Prospective Randomized Comparison of Cooled Radiofrequency Versus Standard Radiofrequency Energy for Ablation of Typical Atrial Flutter
Article first published online: 22 JUL 2003
© Futura Publishing Company, Inc. 2002
Pacing and Clinical Electrophysiology
Volume 25, Issue 8, pages 1172–1178, August 2002
How to Cite
ATIGA, W. L., WORLEY, S. J., HUMMEL, J., BERGER, R. D., GOHN, D. C., MANDALAKAS, N. J., KALBFLEISCH, S., HALPERIN, H., DONAHUE, K., TOMASELLI, G., CALKINS, H. and DAOUD, E. (2002), Prospective Randomized Comparison of Cooled Radiofrequency Versus Standard Radiofrequency Energy for Ablation of Typical Atrial Flutter. Pacing and Clinical Electrophysiology, 25: 1172–1178. doi: 10.1046/j.1460-9592.2002.01172.x
- Issue published online: 22 JUL 2003
- Article first published online: 22 JUL 2003
- Received February 27, 2001; revised April 11, 2001; accepted September 11, 2001.
- Cited By
- radiofrequency ablation;
- atrial flutter
ATIGA, W.L., et al.: Prospective Randomized Comparison of Cooled Radiofrequency Versus Standard Radiofrequency Energy for Ablation of Typical Atrial Flutter. In patients with atrial flutter, conventional RF ablation may not result in complete isthmus block. This prospective, randomized study tested the hypothesis that the cooled RF ablation is safe and facilitates the achievement of isthmus block with fewer RF applications than with standard ablation for typical atrial flutter. Isthmus ablation was performed in 59 patients (40 men, 64 ± 14 years) with type I atrial flutter using standard RF (n = 31) or cooled RF (n = 28) catheters with crossover after 12 unsuccessful RF applications. The endpoint was bidirectional isthmus block or a total of 24 unsuccessful RF applications. After the first 12 RF applications, 17 (55%) of 31 standard RF and 22 (79%) of 28 cooled RF patients had bidirectional isthmus block (P < 0.05). After the remaining patients crossed over to the alternate RF ablation system and underwent up to 12 more RF applications, bidirectional isthmus block had been demonstrated in 27 (87%) of 31 standard RF and 25 (89%) of 28 cooled RF patients (P = NS). Isthmus block was not achieved within 24 RF applications in four standard and three cooled RF patients. Mean measured tip temperatures for cooled RF were lower than for standard RF (38.5°C ± 6.98°C vs 57.2°C ± 7.42°C, P < 0.0001).

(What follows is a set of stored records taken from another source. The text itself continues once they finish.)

use sea_orm::entity::prelude::*;
use serde::{Deserialize, Serialize};

/// Registry a role-holding identity was enrolled in.
///
/// The Owner is not stored here: it is fixed by configuration when the
/// ledger is opened.
#[derive(
    Clone, Copy, Debug, PartialEq, Eq, Hash, EnumIter, DeriveActiveEnum, Serialize, Deserialize,
    strum::Display,
)]
#[sea_orm(rs_type = "String", db_type = "String(StringLen::N(16))")]
pub enum RoleKind {
    #[sea_orm(string_value = "VENDOR")]
    Vendor,
    #[sea_orm(string_value = "MANUFACTURER")]
    Manufacturer,
    #[sea_orm(string_value = "DISTRIBUTOR")]
    Distributor,
    #[sea_orm(string_value = "RETAILER")]
    Retailer,
}

/// One row per registered identity. The primary key on `identity` is what
/// keeps an identity from holding two roles across the four registries.
#[derive(Clone, Debug, PartialEq, Eq, DeriveEntityModel, Serialize, Deserialize)]
#[sea_orm(table_name = "role_assignments")]
pub struct Model {
    #[sea_orm(primary_key, auto_increment = false)]
    pub identity: String,
    pub role: RoleKind,
    pub role_id: i32,
    pub assigned_at: DateTimeUtc,
}

#[derive(Copy, Clone, Debug, EnumIter, DeriveRelation)]
pub enum Relation {}

impl ActiveModelBehavior for ActiveModel {}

Peak temperatures were also lower for cooled RF compared to standard RF (45.7°C ± 22.7°C vs 63.4°C ± 9.87°C, P < 0.0001). Importantly, mean power delivered was significantly higher for cooled than for standard RF (42.3 ± 9.48 vs 34.0 ± 14.0 W, P < 0.0001). There were no serious complications for either ablation system. During a 12.8 ± 3.76-month follow-up, there were two atrial flutter recurrences in the cooled RF group and four in the standard RF group (P = NS). In patients with type I atrial flutter, ablation with the cooled RF catheter is as safe as, and facilitates creation of bidirectional isthmus block more rapidly than, standard RF ablation.